だからこそ、俺を忘れることで罪滅ぼしになると思った。
「…分かりました」
それから俺は門らしき前に立たされた。
「…そういえば、異世界に行く訳だけど_目的ってあるの?」
「魔王も既に滅んでますし…少しでも癒されてみたらどうでしょう?」
「…それも、そうだな」
色々と冒険してみたりのんびり生活するのも楽しいかもしれない。
折角、転生出来る訳だ。こんな機会、普通はないんだし…色々とやってみよう。
「それでは…ゆっくりと目を閉じてください」
俺が目を閉じるとイリスさんの気配が隣から感じられた。
「最後に…何か言うことはありますか?」
最後にどんなことを言うのが相応しいのか?
結局、この人生で皆んなに返せるものなんて殆どなかったのに。
色んな人に迷惑を掛けて、呆れられて、怒られて。
…それでも俺は今日までの_この人生を生きることが出来た。
「(本当、散々な人生だったなぁ…。失敗や後悔ばかりして)」
―だからこそ、また後悔しないように…これだけは言っておこう。
「…この人生、そこそこ楽しかった。本当、ありがとうな」
父さんも…母さんも…俺を育ててくれてありがとう。
「(どうせなら…直接、言っておきたかった。なんて…)」
…両親の顔を思い出しながら。
―俺の意識は其処で途切れた。
※ ※ ※ ※ ※ ※ ※ ※ ※ ※ ※
「…行ったようですね」
消えた彼を見送り終えると私は溜息を吐く。
正直、彼が死ぬには早過ぎる年齢だと思うし可哀想だと思う。
でも、私に出来ることは少ない。
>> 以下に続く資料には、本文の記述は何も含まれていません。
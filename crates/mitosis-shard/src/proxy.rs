//! ShardProxy: typed shard commands with retry policy and deadlines.
//!
//! Every call makes up to `max_attempts` delivery attempts, each bounded by
//! a fixed timeout. Whether a failed attempt may be retried depends on the
//! command's [`RetryPolicy`]: idempotent commands retry anything transient,
//! non-idempotent ones only retry attempts that provably never reached the
//! shard, so a slow-but-successful insert is never repeated.

use std::sync::Arc;
use std::time::Duration;

use tracing::{debug, warn};

use mitosis_catalog::{Namespace, RangeDeletionTask, ShardEntry};

use crate::command::{DropOutcome, ShardCommand, ShardReply};
use crate::error::{ShardError, ShardResult};
use crate::transport::ShardTransport;

/// Retry semantics of a shard command.
#[derive(Debug, Clone, Copy, PartialEq, Eq)]
pub enum RetryPolicy {
    /// Safe to re-run: retry unreachable and timed-out attempts.
    Idempotent,
    /// Must not be duplicated: retry only when the shard was never reached.
    NotIdempotent,
}

impl RetryPolicy {
    /// Whether `err` from one attempt may be followed by another attempt.
    pub fn allows_retry(self, err: &ShardError) -> bool {
        match err {
            ShardError::Unreachable { .. } => true,
            ShardError::Timeout { .. } => self == RetryPolicy::Idempotent,
            _ => false,
        }
    }
}

/// Attempt and deadline settings for the proxy.
#[derive(Debug, Clone)]
pub struct ProxyConfig {
    /// Delivery attempts per call, including the first.
    pub max_attempts: u32,
    /// Per-attempt timeout for routing cache refreshes.
    pub refresh_timeout: Duration,
    /// Per-attempt timeout for every other command.
    pub command_timeout: Duration,
    /// Base pause between attempts; attempt `n` waits `n * retry_backoff`.
    pub retry_backoff: Duration,
}

impl Default for ProxyConfig {
    fn default() -> Self {
        Self {
            max_attempts: 3,
            refresh_timeout: Duration::from_secs(30),
            command_timeout: Duration::from_secs(30),
            retry_backoff: Duration::from_millis(100),
        }
    }
}

/// Sends typed commands to shards over a [`ShardTransport`].
#[derive(Clone)]
pub struct ShardProxy {
    transport: Arc<dyn ShardTransport>,
    config: ProxyConfig,
}

impl ShardProxy {
    pub fn new(transport: Arc<dyn ShardTransport>, config: ProxyConfig) -> Self {
        Self { transport, config }
    }

    /// Run `command` on `shard` under `policy`, at most `max_attempts` times.
    pub async fn run_command(
        &self,
        shard: &ShardEntry,
        command: ShardCommand,
        timeout: Duration,
        policy: RetryPolicy,
    ) -> ShardResult<ShardReply> {
        let attempts = self.config.max_attempts.max(1);
        let mut attempt = 1;
        loop {
            let sent = tokio::time::timeout(timeout, self.transport.send(&shard.host, command.clone()));
            let result = match sent.await {
                Ok(result) => result,
                Err(_) => Err(ShardError::Timeout {
                    host: shard.host.clone(),
                    after: timeout,
                }),
            };

            match result {
                Ok(reply) => {
                    debug!(shard = %shard.id, command = command.name(), attempt, "shard command succeeded");
                    return Ok(reply);
                }
                Err(e) if attempt < attempts && policy.allows_retry(&e) => {
                    warn!(
                        shard = %shard.id,
                        command = command.name(),
                        attempt,
                        max_attempts = attempts,
                        error = %e,
                        "shard command failed, retrying"
                    );
                    tokio::time::sleep(self.config.retry_backoff * attempt).await;
                    attempt += 1;
                }
                Err(e) => return Err(e),
            }
        }
    }

    /// Make `shard` reload its routing table for `nss` from the catalog.
    pub async fn refresh_routing_cache(&self, shard: &ShardEntry, nss: &Namespace) -> ShardResult<()> {
        let command = ShardCommand::FlushRoutingTableCacheUpdates {
            nss: nss.clone(),
            sync_from_config: true,
        };
        match self
            .run_command(shard, command, self.config.refresh_timeout, RetryPolicy::Idempotent)
            .await?
        {
            ShardReply::Ok => Ok(()),
            other => Err(unexpected(shard, &other)),
        }
    }

    /// Names of the physical collections of `db` on `shard`.
    pub async fn list_collections(&self, shard: &ShardEntry, db: &str) -> ShardResult<Vec<String>> {
        let command = ShardCommand::ListCollections { db: db.to_string() };
        match self
            .run_command(shard, command, self.config.command_timeout, RetryPolicy::Idempotent)
            .await?
        {
            ShardReply::Collections { names } => Ok(names),
            other => Err(unexpected(shard, &other)),
        }
    }

    /// Drop `db.collection` on `shard`, returning both error channels.
    pub async fn drop_collection(
        &self,
        shard: &ShardEntry,
        db: &str,
        collection: &str,
    ) -> ShardResult<DropOutcome> {
        let command = ShardCommand::Drop {
            db: db.to_string(),
            collection: collection.to_string(),
        };
        match self
            .run_command(shard, command, self.config.command_timeout, RetryPolicy::Idempotent)
            .await?
        {
            ShardReply::Dropped(outcome) => Ok(outcome),
            other => Err(unexpected(shard, &other)),
        }
    }

    /// Insert one batch of range deletion tasks on `shard`.
    pub async fn insert_range_deletion_tasks(
        &self,
        shard: &ShardEntry,
        tasks: Vec<RangeDeletionTask>,
    ) -> ShardResult<usize> {
        let command = ShardCommand::InsertRangeDeletions { tasks };
        match self
            .run_command(shard, command, self.config.command_timeout, RetryPolicy::NotIdempotent)
            .await?
        {
            ShardReply::Inserted { count } => Ok(count),
            other => Err(unexpected(shard, &other)),
        }
    }
}

fn unexpected(shard: &ShardEntry, reply: &ShardReply) -> ShardError {
    ShardError::Protocol {
        host: shard.host.clone(),
        detail: format!("{reply:?}"),
    }
}

#[cfg(test)]
mod tests {
    use std::collections::VecDeque;
    use std::sync::Mutex;
    use std::sync::atomic::{AtomicU32, Ordering};

    use async_trait::async_trait;

    use super::*;

    /// Plays back scripted failures, then answers `ShardReply::Inserted`.
    struct ScriptedTransport {
        script: Mutex<VecDeque<Step>>,
        calls: AtomicU32,
    }

    enum Step {
        Unreachable,
        Hang,
    }

    impl ScriptedTransport {
        fn new(steps: Vec<Step>) -> Arc<Self> {
            Arc::new(Self {
                script: Mutex::new(steps.into()),
                calls: AtomicU32::new(0),
            })
        }

        fn calls(&self) -> u32 {
            self.calls.load(Ordering::SeqCst)
        }
    }

    #[async_trait]
    impl ShardTransport for ScriptedTransport {
        async fn send(&self, host: &str, command: ShardCommand) -> ShardResult<ShardReply> {
            self.calls.fetch_add(1, Ordering::SeqCst);
            let step = self.script.lock().unwrap().pop_front();
            match step {
                Some(Step::Unreachable) => Err(ShardError::Unreachable {
                    host: host.to_string(),
                    reason: "connection refused".to_string(),
                }),
                Some(Step::Hang) => {
                    tokio::time::sleep(Duration::from_secs(5)).await;
                    Ok(ShardReply::Ok)
                }
                None => match command {
                    ShardCommand::InsertRangeDeletions { tasks } => {
                        Ok(ShardReply::Inserted { count: tasks.len() })
                    }
                    _ => Ok(ShardReply::Ok),
                },
            }
        }
    }

    fn shard() -> ShardEntry {
        ShardEntry {
            id: "rs0".to_string(),
            host: "rs0/localhost:27018".to_string(),
        }
    }

    fn proxy(transport: Arc<ScriptedTransport>) -> ShardProxy {
        ShardProxy::new(
            transport,
            ProxyConfig {
                max_attempts: 3,
                refresh_timeout: Duration::from_millis(20),
                command_timeout: Duration::from_millis(20),
                retry_backoff: Duration::from_millis(1),
            },
        )
    }

    #[test]
    fn retry_policy_matrix() {
        let unreachable = ShardError::Unreachable {
            host: "h".to_string(),
            reason: "r".to_string(),
        };
        let timeout = ShardError::Timeout {
            host: "h".to_string(),
            after: Duration::from_secs(1),
        };
        let command = ShardError::Command("boom".to_string());

        assert!(RetryPolicy::Idempotent.allows_retry(&unreachable));
        assert!(RetryPolicy::Idempotent.allows_retry(&timeout));
        assert!(!RetryPolicy::Idempotent.allows_retry(&command));
        assert!(RetryPolicy::NotIdempotent.allows_retry(&unreachable));
        assert!(!RetryPolicy::NotIdempotent.allows_retry(&timeout));
        assert!(!RetryPolicy::NotIdempotent.allows_retry(&command));
    }

    #[tokio::test]
    async fn idempotent_refresh_retries_through_timeout() {
        let transport = ScriptedTransport::new(vec![Step::Hang, Step::Unreachable]);
        let proxy = proxy(transport.clone());

        proxy
            .refresh_routing_cache(&shard(), &Namespace::new("test4", "coll4"))
            .await
            .unwrap();
        assert_eq!(transport.calls(), 3);
    }

    #[tokio::test]
    async fn idempotent_refresh_gives_up_after_max_attempts() {
        let transport =
            ScriptedTransport::new(vec![Step::Unreachable, Step::Unreachable, Step::Unreachable]);
        let proxy = proxy(transport.clone());

        let err = proxy
            .refresh_routing_cache(&shard(), &Namespace::new("test4", "coll4"))
            .await
            .unwrap_err();
        assert!(matches!(err, ShardError::Unreachable { .. }));
        assert_eq!(transport.calls(), 3);
    }

    #[tokio::test]
    async fn insert_is_not_retried_after_timeout() {
        let transport = ScriptedTransport::new(vec![Step::Hang]);
        let proxy = proxy(transport.clone());

        let err = proxy
            .insert_range_deletion_tasks(&shard(), Vec::new())
            .await
            .unwrap_err();
        assert!(matches!(err, ShardError::Timeout { .. }));
        assert_eq!(transport.calls(), 1);
    }

    #[tokio::test]
    async fn insert_is_retried_when_shard_was_never_reached() {
        let transport = ScriptedTransport::new(vec![Step::Unreachable]);
        let proxy = proxy(transport.clone());

        let count = proxy
            .insert_range_deletion_tasks(&shard(), Vec::new())
            .await
            .unwrap();
        assert_eq!(count, 0);
        assert_eq!(transport.calls(), 2);
    }

    #[tokio::test]
    async fn mismatched_reply_is_protocol_error() {
        // The scripted transport answers `Ok` to a list command.
        let transport = ScriptedTransport::new(vec![]);
        let proxy = proxy(transport);

        let err = proxy.list_collections(&shard(), "test1").await.unwrap_err();
        assert!(matches!(err, ShardError::Protocol { .. }));
    }
}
だからこそ、彼に楽になって欲しかった。
それは私の本音だし心から思っていたことだ。
でも…。
「…本当にあの選択肢で良かったのでしょうか?」
それが決して最適解ではないと彼自身も理解していた。
そして、出来る最善の選択はそれしかない。と思っている自分も居た。
例え、それが…自分にとって逃げの選択だったとしても。